Mais en parallèle, il faut penser le moyen terme, et dans ce cas, il convient de réfléchir aux leviers pour la transformation structurelle et pérenne des économies des pays pauvres pour faire en sorte qu’elles deviennent plus robustes face à une planète qui se réchauffe. Cela passe, notamment, par l’adaptation de l’agriculture, l’aide aux populations dans les villes pour avoir des emplois qui prennent en considération la nouvelle donne climatique, etc.

Une taxe sur les superprofits pourrait-elle être l’un des leviers pour cette redistribution?

La taxation des profits («super» ou pas) des riches est une bonne piste, surtout si on peut identifier certains types de profits qui n’ont rien à voir avec l’économie réelle mais sont plutôt liés à la conjoncture économique. Les taxer peut être une bonne idée. On ferait bien de s’appuyer sur la taxation des multinationales grâce à un impôt minimum.

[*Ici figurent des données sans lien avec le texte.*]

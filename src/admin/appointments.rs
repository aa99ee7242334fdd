use axum::{extract::State, Form, Json};
use serde::{Deserialize, Serialize};
use time::PrimitiveDateTime;
use tracing::{info, instrument};

use crate::admin::parse_id;
use crate::appointments::repo::{Appointment, AppointmentWithUser};
use crate::datetime::{normalize_admin_datetime, parse_sql_datetime};
use crate::error::{ApiError, ApiMessage};
use crate::session::AdminSession;
use crate::state::AppState;
use crate::validation::is_valid_email;

#[derive(Debug, Deserialize)]
pub struct AppointmentActionForm {
    #[serde(default)]
    pub action: String,
    #[serde(default)]
    pub id: Option<String>,
    #[serde(default)]
    pub name: String,
    #[serde(default)]
    pub email: String,
    #[serde(default)]
    pub phone: String,
    #[serde(default)]
    pub appointment_date: String,
    #[serde(default)]
    pub message: String,
}

#[derive(Debug, Serialize)]
pub struct AppointmentsResponse {
    pub success: bool,
    pub appointments: Vec<AppointmentWithUser>,
}

/// Checked fields shared by create and update.
#[derive(Debug)]
struct AppointmentFields {
    name: String,
    email: String,
    phone: String,
    appointment_date: PrimitiveDateTime,
    message: String,
}

fn check_fields(form: &AppointmentActionForm) -> Result<AppointmentFields, ApiError> {
    let name = form.name.trim();
    let email = form.email.trim();
    let phone = form.phone.trim();
    let date = form.appointment_date.trim();

    if name.is_empty() || email.is_empty() || phone.is_empty() || date.is_empty() {
        return Err(ApiError::Unprocessable(
            "Nom, email, téléphone et date sont requis.".into(),
        ));
    }
    if !is_valid_email(email) {
        return Err(ApiError::Unprocessable("Email invalide.".into()));
    }

    let normalized = normalize_admin_datetime(date);
    let Some(appointment_date) = parse_sql_datetime(&normalized) else {
        return Err(ApiError::Unprocessable(
            "Format de date/heure invalide (attendu: YYYY-MM-DD HH:MM).".into(),
        ));
    };

    Ok(AppointmentFields {
        name: name.to_string(),
        email: email.to_string(),
        phone: phone.to_string(),
        appointment_date,
        message: form.message.trim().to_string(),
    })
}

#[instrument(skip(state))]
pub async fn list(
    _session: AdminSession,
    State(state): State<AppState>,
) -> Result<Json<AppointmentsResponse>, ApiError> {
    let appointments = Appointment::list_with_user(&state.db).await.map_err(|e| {
        ApiError::database(
            "Erreur serveur lors de la récupération des rendez-vous.",
            e,
        )
    })?;
    Ok(Json(AppointmentsResponse {
        success: true,
        appointments,
    }))
}

#[instrument(skip(_session, state, form), fields(action = %form.action))]
pub async fn mutate(
    _session: AdminSession,
    State(state): State<AppState>,
    Form(form): Form<AppointmentActionForm>,
) -> Result<Json<ApiMessage>, ApiError> {
    match form.action.as_str() {
        "create" => {
            let f = check_fields(&form)?;
            Appointment::insert_admin(
                &state.db,
                &f.name,
                &f.email,
                &f.phone,
                f.appointment_date,
                &f.message,
            )
            .await
            .map_err(|e| {
                ApiError::database("Erreur serveur lors de la création du rendez-vous.", e)
            })?;
            info!(email = %f.email, "admin created appointment");
            Ok(Json(ApiMessage::new("Rendez-vous créé avec succès.")))
        }
        "update" => {
            let Some(id) = parse_id(form.id.as_deref()) else {
                return Err(ApiError::Unprocessable("ID de rendez-vous invalide.".into()));
            };
            let f = check_fields(&form)?;
            Appointment::update(
                &state.db,
                id,
                &f.name,
                &f.email,
                &f.phone,
                f.appointment_date,
                &f.message,
            )
            .await
            .map_err(|e| {
                ApiError::database("Erreur serveur lors de la mise à jour du rendez-vous.", e)
            })?;
            info!(appointment_id = id, "admin updated appointment");
            Ok(Json(ApiMessage::new("Rendez-vous mis à jour avec succès.")))
        }
        "delete" => {
            let Some(id) = parse_id(form.id.as_deref()) else {
                return Err(ApiError::Unprocessable("ID de rendez-vous invalide.".into()));
            };
            Appointment::delete(&state.db, id).await.map_err(|e| {
                ApiError::database("Erreur serveur lors de la suppression du rendez-vous.", e)
            })?;
            info!(appointment_id = id, "admin deleted appointment");
            Ok(Json(ApiMessage::new("Rendez-vous supprimé avec succès.")))
        }
        _ => Err(ApiError::BadRequest("Action invalide.".into())),
    }
}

Personnellement, je propose de rajouter un pourcentage à cette taxation (18% au lieu des 15% en vigueur aujourd’hui) et envoyer le maximum possible aux pays pauvres pour qu’ils parviennent à s’adapter au réchauffement climatique.

© National

Bio express

1972

Naissance, le 25 octobre, à Paris.

1994

Obtient sa maîtrise d’histoire et d’économie.

1996

Agrégée de sciences économiques et sociales.

1999

Docteure au département d’économie du Massachusetts Institute of Technology (MIT).

2009

Professeure au Collège de France (chaire internationale «Savoirs contre la pauvreté»).

2019

Obtient le Nobel d’économie, avec Abhijit Banerjee et Michael Kremer.

2020

Publie, avec Abhijit Banerjee, Economie utile pour des temps difficiles (Seuil).